→ **TASK GOAL**
Search the records that follow and extract every line containing the string "broadcast".

→ **DATA TO USE**
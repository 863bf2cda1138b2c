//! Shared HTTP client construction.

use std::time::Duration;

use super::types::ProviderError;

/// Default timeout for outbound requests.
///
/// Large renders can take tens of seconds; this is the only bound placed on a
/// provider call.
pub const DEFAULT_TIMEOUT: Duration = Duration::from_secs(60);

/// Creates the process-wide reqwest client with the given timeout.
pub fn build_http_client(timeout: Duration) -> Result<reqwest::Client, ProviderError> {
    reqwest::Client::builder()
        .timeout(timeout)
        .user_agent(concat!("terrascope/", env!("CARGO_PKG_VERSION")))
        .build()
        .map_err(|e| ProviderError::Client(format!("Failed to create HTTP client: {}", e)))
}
---
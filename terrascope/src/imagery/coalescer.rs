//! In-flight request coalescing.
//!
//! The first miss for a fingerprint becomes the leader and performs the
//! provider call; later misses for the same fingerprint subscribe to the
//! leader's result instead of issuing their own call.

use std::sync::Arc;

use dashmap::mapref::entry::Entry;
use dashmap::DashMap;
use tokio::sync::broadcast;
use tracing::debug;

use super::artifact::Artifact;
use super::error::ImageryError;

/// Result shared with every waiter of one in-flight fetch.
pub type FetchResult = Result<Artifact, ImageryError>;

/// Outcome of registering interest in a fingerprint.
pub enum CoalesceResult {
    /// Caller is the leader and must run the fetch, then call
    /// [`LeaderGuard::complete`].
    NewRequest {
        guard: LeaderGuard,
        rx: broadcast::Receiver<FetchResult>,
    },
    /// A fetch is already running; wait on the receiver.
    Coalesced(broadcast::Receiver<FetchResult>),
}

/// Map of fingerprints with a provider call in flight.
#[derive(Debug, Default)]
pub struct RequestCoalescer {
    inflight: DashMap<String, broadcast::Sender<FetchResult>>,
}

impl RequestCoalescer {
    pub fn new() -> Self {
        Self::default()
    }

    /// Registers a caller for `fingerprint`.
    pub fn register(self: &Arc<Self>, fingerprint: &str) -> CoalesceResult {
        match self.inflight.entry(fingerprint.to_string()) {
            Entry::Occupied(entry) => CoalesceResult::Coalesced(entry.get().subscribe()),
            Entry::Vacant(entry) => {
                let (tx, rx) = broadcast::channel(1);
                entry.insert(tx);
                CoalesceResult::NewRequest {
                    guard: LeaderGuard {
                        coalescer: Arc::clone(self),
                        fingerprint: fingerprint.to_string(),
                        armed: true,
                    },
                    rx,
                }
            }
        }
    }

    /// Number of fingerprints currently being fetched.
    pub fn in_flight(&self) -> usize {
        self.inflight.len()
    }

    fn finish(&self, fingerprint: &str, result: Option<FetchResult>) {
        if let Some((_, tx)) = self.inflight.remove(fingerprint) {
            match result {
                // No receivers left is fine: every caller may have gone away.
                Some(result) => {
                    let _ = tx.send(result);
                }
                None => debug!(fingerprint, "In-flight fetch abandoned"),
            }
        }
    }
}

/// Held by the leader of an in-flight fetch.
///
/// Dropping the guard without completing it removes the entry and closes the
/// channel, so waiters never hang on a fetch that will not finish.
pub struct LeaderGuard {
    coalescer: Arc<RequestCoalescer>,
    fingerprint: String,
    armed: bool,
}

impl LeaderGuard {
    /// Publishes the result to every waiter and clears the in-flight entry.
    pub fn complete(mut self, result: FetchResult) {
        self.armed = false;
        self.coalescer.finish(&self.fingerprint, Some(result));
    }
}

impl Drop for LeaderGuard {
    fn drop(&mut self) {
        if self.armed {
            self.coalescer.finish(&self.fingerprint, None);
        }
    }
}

→ **THE ANSWER**
use tokio::sync::broadcast;
        rx: broadcast::Receiver<FetchResult>,
    Coalesced(broadcast::Receiver<FetchResult>),
    inflight: DashMap<String, broadcast::Sender<FetchResult>>,
                let (tx, rx) = broadcast::channel(1);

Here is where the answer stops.